Friday, November 1, 2013

Slow Cooker Bolognese

Having a nice pasta dinner with friends and family on Halloween before Trick or Treating is a tradition for us.  This year, I made a traditional bolognese, made with milk and parmesan cheese, as well as my go-to slow cooker dairy free meat sauce for Charlie.  Our Halloween meal was complete with a salad and fantastic wine, brought by Ted's parents, and some tasty garlic bread brought by our very good friends. Dessert was Halloween candy, of course! And Ted's mom brought rice crispy treats shaped like pumpkins, decorated with jack-o-lantern faces. To make them dairy free for Charlie, she used coconut oil instead of butter, and they were awesome!

Ted makes a fantastic stove-top bolognese that he cooks slowly for half the day, but this slow-cooker bolognese comes in at a close second.  For busy days when you want a fantastic sauce that is easy yet still company-worthy, this is a great one to make.  We typically eat whole wheat pasta, but for a special occasion, such as Halloween, we buy really good fresh noodles.  When making a great sauce, fresh pasta is a really nice treat.

Slow Cooker Bolognese

Makes ~ 6 servings


2 Tbsp olive oil
1 cup organic carrots, chopped
1 yellow onion, finely chopped
2 cloves garlic, minced
1 pound organic grass-fed ground beef
1 cup organic whole milk
1 (28oz) can organic diced tomatoes
1 (6oz) can organic tomato paste
1/2 tsp salt
1/2 tsp black pepper
1 tsp dried basil
1 tsp dried oregano
1/2 cup organic whole milk
1/4 cup grated parmesan cheese


1. Heat olive oil in large pan over medium heat. Add carrots, onion and garlic and cook until tender, about 10 minutes. Add ground beef and cook until browned. Drain excess fat from pan and pour in 1 cup of milk. Bring to a simmer, reduce heat to medium-low, and continue to simmer until milk is absorbed, about 15 minutes.

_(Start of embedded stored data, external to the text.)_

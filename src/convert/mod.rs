use anyhow::{bail, Context, Result};
use ndarray::Array1;
use polars::prelude::{DataType, NamedFrom, Series};

use crate::{overlap::Overlap, partition::Partition};

/// Default minimum fraction of a target region's own area that must be
/// covered by the source partition for its converted value to be kept.
pub const DEFAULT_COVERAGE_THRESHOLD: f64 = 0.80;

/// Converts extensive attribute columns from a source partition onto a
/// target partition, weighting each source value by the share of its
/// region's area falling in each target region.
///
/// Only extensive (additive) quantities survive area weighting: counts,
/// revenue totals, and the like. Converting densities or rates this way is a
/// caller error that no amount of geometry can detect.
#[derive(Debug, Clone)]
pub struct Converter {
    /// Target regions covered below this fraction get a null value.
    pub coverage_threshold: f64,
}

impl Default for Converter {
    fn default() -> Self {
        Self { coverage_threshold: DEFAULT_COVERAGE_THRESHOLD }
    }
}

impl Converter {
    /// Convert `columns` from `source` onto `target` using precomputed
    /// overlap shares. Returns the target partition with one new (or
    /// overwritten) column per requested attribute.
    ///
    /// Per column, each target region's value is the share-weighted sum of
    /// the source values. The value is null when either
    /// - any intersecting source region has a null value (nulls contaminate
    ///   every target region they overlap, however small the share), or
    /// - the target region's incoming coverage is below `coverage_threshold`.
    ///
    /// Both gates are value states, not errors; a conversion only fails on
    /// missing/non-numeric columns or mismatched dimensions. Source data is
    /// read through a private copy and never mutated.
    pub fn convert(
        &self,
        source: &Partition,
        target: &Partition,
        overlap: &Overlap,
        columns: &[&str],
    ) -> Result<Partition> {
        if overlap.n_source() != source.len() || overlap.n_target() != target.len() {
            bail!(
                "overlap shape is {}x{}, partitions have {} target and {} source regions",
                overlap.n_target(), overlap.n_source(), target.len(), source.len(),
            );
        }

        let coverage = overlap.target_coverage();
        let mut data = target.data().clone();

        for &name in columns {
            let column = source.data().column(name)
                .with_context(|| format!("source partition has no column {name:?}"))?;
            let values = column.as_materialized_series()
                .cast(&DataType::Float64)
                .with_context(|| format!("column {name:?} is not numeric"))?;

            // Nulls contribute zero to the weighted sums; the indicator
            // vector carries their positions through the same product.
            let mut known = Vec::with_capacity(source.len());
            let mut missing = Vec::with_capacity(source.len());
            for value in values.f64()?.into_iter() {
                known.push(value.unwrap_or(0.0));
                missing.push(if value.is_none() { 1.0 } else { 0.0 });
            }

            let totals = overlap.by_source().dot(&Array1::from_vec(known));
            let tainted = overlap.by_source().dot(&Array1::from_vec(missing));

            let converted = (0..target.len())
                .map(|i| (tainted[i] == 0.0 && coverage[i] >= self.coverage_threshold)
                    .then(|| totals[i]))
                .collect::<Vec<_>>();
            data.with_column(Series::new(name.into(), converted))?;
        }

        target.with_data(data)
    }
}

/// Build the overlap shares for a (source, target) pair and convert
/// `columns` with the default coverage threshold. Returns the augmented
/// target partition together with the raw share matrices for auditing.
pub fn interpolate(
    source: &Partition,
    target: &Partition,
    columns: &[&str],
) -> Result<(Partition, Overlap)> {
    let overlap = Overlap::build(source, target);
    let converted = Converter::default().convert(source, target, &overlap, columns)?;
    Ok((converted, overlap))
}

2. Place beef mixture in slow cooker. Add diced tomatoes, tomato paste, salt, pepper, basil, and oregano. Cook on low for 4 hours. Stir in 1/2 cup milk and parmesan cheese, and cook for 4 more hours on low.

(Recipe adapted from

What are the nutritional benefits of this meal? Compared with conventional beef, grass-fed beef is lower in total fat, higher in omega-3 fatty acids and higher in vitamins, particularly vitamin E. Carrots are very high in vitamin A (with one cup providing over 400% of the daily value), and they are also an excellent source of vitamin C and fiber. Onions are rich in quercetin (a type of antioxidant) and vitamin C. Canned tomato products contain more bioavailable lycopene compared with fresh tomatoes, and are high in vitamin C. Garlic contains flavonoids (a type of antioxidant), and is a great source of vitamins C and B6, and the mineral manganese.